** TASK **
Nothing beyond the line containing "let (playback_tx, playback_rx)" should be printed; print each line exactly from the first line of the listing below through it.

** WORKING DATA **
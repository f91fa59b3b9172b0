//! Host session against a loopback realtime backend.

use std::sync::Arc;
use std::time::Duration;

use base64::Engine;
use bytes::Bytes;
use futures_util::{SinkExt, StreamExt};
use pepper_core::{
    AudioQueue, CoordinatorInput, CoordinatorSnapshot, InMemoryLocations, InterruptionRequest,
    InterruptionSource, SimulatedActuator, ToolRegistry, Turn, audio::RecordingDevice,
};
use pepper_host::audio::AudioHub;
use pepper_host::session::{Host, HostChannels, HostCommand, supervise};
use pepper_realtime::{Endpoint, Provider};
use pepper_core::SessionSettings;
use secrecy::SecretString;
use serde_json::{Value, json};
use tokio::net::{TcpListener, TcpStream};
use tokio::sync::{mpsc, watch};
use tokio::task::JoinHandle;
use tokio::time::timeout;
use tokio_tungstenite::{WebSocketStream, accept_async, tungstenite::Message};

const WAIT: Duration = Duration::from_secs(5);

type Backend = WebSocketStream<TcpStream>;

struct Running {
    listener: TcpListener,
    commands: mpsc::UnboundedSender<HostCommand>,
    hub: AudioHub,
    snapshot: watch::Receiver<CoordinatorSnapshot>,
    shutdown: watch::Sender<bool>,
    supervisor: JoinHandle<()>,
}

async fn start() -> Running {
    let listener = TcpListener::bind("127.0.0.1:0").await.unwrap();
    let url = format!("ws://{}", listener.local_addr().unwrap());

    let (mic_tx, mic_rx) = mpsc::channel(16);
    let hub = AudioHub::new(mic_tx);
    let (playback_tx, playback_rx) = mpsc::unbounded_channel();
    let audio = AudioQueue::new(Box::new(RecordingDevice::default()), Some(playback_tx)).unwrap();
    let (commands, commands_rx) = mpsc::unbounded_channel();
    let (shutdown, shutdown_rx) = watch::channel(false);
    let snapshot = Arc::new(watch::channel(CoordinatorSnapshot::default()).0);
    let snapshot_rx = snapshot.subscribe();

    let host = Host {
        endpoint: Endpoint::new(
            Provider::Custom { url },
            "test-model",
            SecretString::from("test-key".to_string()),
        ),
        settings: SessionSettings::default(),
        registry: Arc::new(ToolRegistry::with_builtins()),
        actuator: Arc::new(SimulatedActuator::new(100.0)),
        locations: Arc::new(InMemoryLocations::default()),
        audio: Arc::new(audio),
        hub: hub.clone(),
        snapshot,
        workers: 2,
    };
    let channels = HostChannels {
        commands: commands_rx,
        playback: playback_rx,
        mic: mic_rx,
        shutdown: shutdown_rx,
    };
    let supervisor = tokio::spawn(supervise(host, channels));

    Running {
        listener,
        commands,
        hub,
        snapshot: snapshot_rx,
        shutdown,
        supervisor,
    }
}

/// Accepts the host's connection and completes session configuration.
async fn accept_session(listener: &TcpListener) -> Backend {
    let (stream, _) = timeout(WAIT, listener.accept()).await.unwrap().unwrap();
    let mut ws = accept_async(stream).await.unwrap();
    let update = next_frame(&mut ws).await.unwrap();
    assert_eq!(update["type"], "session.update");
    assert_eq!(update["session"]["turn_detection"]["create_response"], false);
    send(&mut ws, json!({"type": "session.updated", "session": {}})).await;
    ws
}

async fn next_frame(ws: &mut Backend) -> Option<Value> {
    loop {
        match timeout(WAIT, ws.next()).await.unwrap() {
            Some(Ok(Message::Text(text))) => return Some(serde_json::from_str(&text).unwrap()),
            Some(Ok(Message::Close(_))) | None | Some(Err(_)) => return None,
            Some(Ok(_)) => {}
        }
    }
}

async fn send(ws: &mut Backend, value: Value) {
    ws.send(Message::Text(value.to_string())).await.unwrap();
}

/// Pushes one captured chunk and returns the PCM the backend received for it.
async fn stream_chunk(host: &Running, backend: &mut Backend, pcm: &[u8]) -> Vec<u8> {
    assert!(host.hub.push_mic(Bytes::from(pcm.to_vec())));
    let append = next_frame(backend).await.unwrap();
    assert_eq!(append["type"], "input_audio_buffer.append");
    base64::engine::general_purpose::STANDARD
        .decode(append["audio"].as_str().unwrap())
        .unwrap()
}

async fn wait_for(
    snapshot: &mut watch::Receiver<CoordinatorSnapshot>,
    f: impl FnMut(&CoordinatorSnapshot) -> bool,
) {
    timeout(WAIT, snapshot.wait_for(f)).await.unwrap().unwrap();
}

#[tokio::test]
async fn test_session_streams_mic_and_answers_injected_text() {
    let mut host = start().await;
    let mut backend = accept_session(&host.listener).await;
    wait_for(&mut host.snapshot, |s| s.ready && s.mic_open).await;

    let pcm = vec![7u8; 960];
    assert_eq!(stream_chunk(&host, &mut backend, &pcm).await, pcm);

    let request = InterruptionRequest::append_and_respond(InterruptionSource::System, "Hello there");
    host.commands
        .send(HostCommand::Apply(CoordinatorInput::Interruption(request)))
        .unwrap();
    let item = next_frame(&mut backend).await.unwrap();
    assert_eq!(item["type"], "conversation.item.create");
    assert_eq!(item["item"]["content"][0]["text"], "Hello there");
    assert_eq!(next_frame(&mut backend).await.unwrap()["type"], "response.create");

    send(
        &mut backend,
        json!({"type": "response.created", "response": {"id": "r1", "status": "in_progress"}}),
    )
    .await;
    wait_for(&mut host.snapshot, |s| !s.mic_open).await;
    send(
        &mut backend,
        json!({"type": "response.done", "response": {"id": "r1", "status": "completed"}}),
    )
    .await;
    wait_for(&mut host.snapshot, |s| s.mic_open).await;

    host.shutdown.send(true).unwrap();
    timeout(WAIT, host.supervisor).await.unwrap().unwrap();
    assert!(next_frame(&mut backend).await.is_none());
}

#[tokio::test]
async fn test_restart_and_reconnect_after_link_loss() {
    let mut host = start().await;
    let mut backend = accept_session(&host.listener).await;
    wait_for(&mut host.snapshot, |s| s.ready).await;

    host.commands.send(HostCommand::Restart).unwrap();
    assert!(next_frame(&mut backend).await.is_none());
    let backend = accept_session(&host.listener).await;
    wait_for(&mut host.snapshot, |s| s.ready && !s.link_lost).await;

    drop(backend);
    wait_for(&mut host.snapshot, |s| s.link_lost && !s.ready && !s.mic_open).await;
    let _backend = accept_session(&host.listener).await;
    wait_for(&mut host.snapshot, |s| s.ready && !s.link_lost).await;

    host.shutdown.send(true).unwrap();
    timeout(WAIT, host.supervisor).await.unwrap().unwrap();
}

#[tokio::test]
async fn test_user_utterance_streams_until_committed() {
    let mut host = start().await;
    let mut backend = accept_session(&host.listener).await;
    wait_for(&mut host.snapshot, |s| s.ready && s.mic_open).await;

    send(
        &mut backend,
        json!({"type": "input_audio_buffer.speech_started", "item_id": "u1"}),
    )
    .await;
    wait_for(&mut host.snapshot, |s| s.turn == Turn::Thinking).await;
    let voice = vec![7u8; 960];
    assert_eq!(stream_chunk(&host, &mut backend, &voice).await, voice);

    send(
        &mut backend,
        json!({"type": "input_audio_buffer.committed", "item_id": "u1"}),
    )
    .await;
    assert_eq!(next_frame(&mut backend).await.unwrap()["type"], "response.create");
    wait_for(&mut host.snapshot, |s| !s.mic_open).await;
    assert_eq!(stream_chunk(&host, &mut backend, &voice).await, vec![0u8; 960]);

    host.shutdown.send(true).unwrap();
    timeout(WAIT, host.supervisor).await.unwrap().unwrap();
}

** ANSWER TO THIS EXERCISE **
repository f91fa59b3b9172b0
//! Host session against a loopback realtime backend.

use std::sync::Arc;
use std::time::Duration;

use base64::Engine;
use bytes::Bytes;
use futures_util::{SinkExt, StreamExt};
use pepper_core::{
    AudioQueue, CoordinatorInput, CoordinatorSnapshot, InMemoryLocations, InterruptionRequest,
    InterruptionSource, SimulatedActuator, ToolRegistry, Turn, audio::RecordingDevice,
};
use pepper_host::audio::AudioHub;
use pepper_host::session::{Host, HostChannels, HostCommand, supervise};
use pepper_realtime::{Endpoint, Provider};
use pepper_core::SessionSettings;
use secrecy::SecretString;
use serde_json::{Value, json};
use tokio::net::{TcpListener, TcpStream};
use tokio::sync::{mpsc, watch};
use tokio::task::JoinHandle;
use tokio::time::timeout;
use tokio_tungstenite::{WebSocketStream, accept_async, tungstenite::Message};

const WAIT: Duration = Duration::from_secs(5);

type Backend = WebSocketStream<TcpStream>;

struct Running {
    listener: TcpListener,
    commands: mpsc::UnboundedSender<HostCommand>,
    hub: AudioHub,
    snapshot: watch::Receiver<CoordinatorSnapshot>,
    shutdown: watch::Sender<bool>,
    supervisor: JoinHandle<()>,
}

async fn start() -> Running {
    let listener = TcpListener::bind("127.0.0.1:0").await.unwrap();
    let url = format!("ws://{}", listener.local_addr().unwrap());

    let (mic_tx, mic_rx) = mpsc::channel(16);
    let hub = AudioHub::new(mic_tx);
    let (playback_tx, playback_rx) = mpsc::unbounded_channel();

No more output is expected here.